--- Exercise inputs Enclosed Below ---

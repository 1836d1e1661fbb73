//! Address handling with DNS caching
//!
//! Agents dial the relay repeatedly over their lifetime; the first
//! successful resolution is remembered until a dial fails.

use anyhow::{Context, Result};
use std::net::SocketAddr;
use std::sync::Arc;
use tokio::sync::RwLock;

/// Address that may have a cached resolved address
#[derive(Debug, Clone)]
pub struct AddrMaybeCached {
    /// The original address string
    addr: String,
    /// Cached resolved address
    cached: Arc<RwLock<Option<SocketAddr>>>,
}

impl AddrMaybeCached {
    /// Create a new address without cached resolution
    pub fn new(addr: &str) -> Self {
        AddrMaybeCached {
            addr: addr.to_string(),
            cached: Arc::new(RwLock::new(None)),
        }
    }

    /// Get the original address string
    pub fn addr(&self) -> &str {
        &self.addr
    }

    /// Get the cached address if available
    pub async fn get_cached(&self) -> Option<SocketAddr> {
        *self.cached.read().await
    }

    /// Forget the cached address so the next dial resolves again
    pub async fn clear_cache(&self) {
        *self.cached.write().await = None;
    }

    /// Resolve the address, using cache if available
    pub async fn resolve(&self) -> Result<SocketAddr> {
        if let Some(cached) = self.get_cached().await {
            return Ok(cached);
        }

        let resolved = self.resolve_fresh().await?;
        *self.cached.write().await = Some(resolved);
        Ok(resolved)
    }

    /// Resolve the address without using cache
    pub async fn resolve_fresh(&self) -> Result<SocketAddr> {
        tokio::net::lookup_host(&self.addr)
            .await
            .with_context(|| format!("Failed to resolve address: {}", self.addr))?
            .next()
            .with_context(|| format!("No addresses found for: {}", self.addr))
    }
}

impl From<SocketAddr> for AddrMaybeCached {
    fn from(addr: SocketAddr) -> Self {
        AddrMaybeCached {
            addr: addr.to_string(),
            cached: Arc::new(RwLock::new(Some(addr))),
        }
    }
}

impl From<&str> for AddrMaybeCached {
    fn from(addr: &str) -> Self {
        AddrMaybeCached::new(addr)
    }
}

#[cfg(test)]
mod tests {
    use super::*;
    use std::net::{IpAddr, Ipv4Addr};

    #[tokio::test]
    async fn test_addr_maybe_cached_new() {
        let addr = AddrMaybeCached::new("relay.example.com:443");
        assert_eq!(addr.addr(), "relay.example.com:443");
        assert!(addr.get_cached().await.is_none());
    }

    #[tokio::test]
    async fn test_resolve_caches_and_clears() {
        let addr = AddrMaybeCached::new("127.0.0.1:443");
        let resolved = addr.resolve().await.unwrap();

        assert_eq!(resolved.ip(), IpAddr::V4(Ipv4Addr::LOCALHOST));
        assert_eq!(resolved.port(), 443);
        assert_eq!(addr.get_cached().await, Some(resolved));

        addr.clear_cache().await;
        assert!(addr.get_cached().await.is_none());
    }

    #[tokio::test]
    async fn test_from_socket_addr_uses_cache() {
        let socket_addr = SocketAddr::new(IpAddr::V4(Ipv4Addr::new(10, 0, 0, 1)), 443);
        let addr: AddrMaybeCached = socket_addr.into();

        assert_eq!(addr.addr(), "10.0.0.1:443");
        assert_eq!(addr.resolve().await.unwrap(), socket_addr);
    }

    #[tokio::test]
    async fn test_resolve_invalid() {
        let addr = AddrMaybeCached::new("not an address");
        assert!(addr.resolve().await.is_err());
    }
}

--- End of Enclosed Exercise inputs ---

• Problem to work on
Check every line above for the string "next", and copy the ones that have it.

• Solution
    /// Forget the cached address so the next dial resolves again
            .next()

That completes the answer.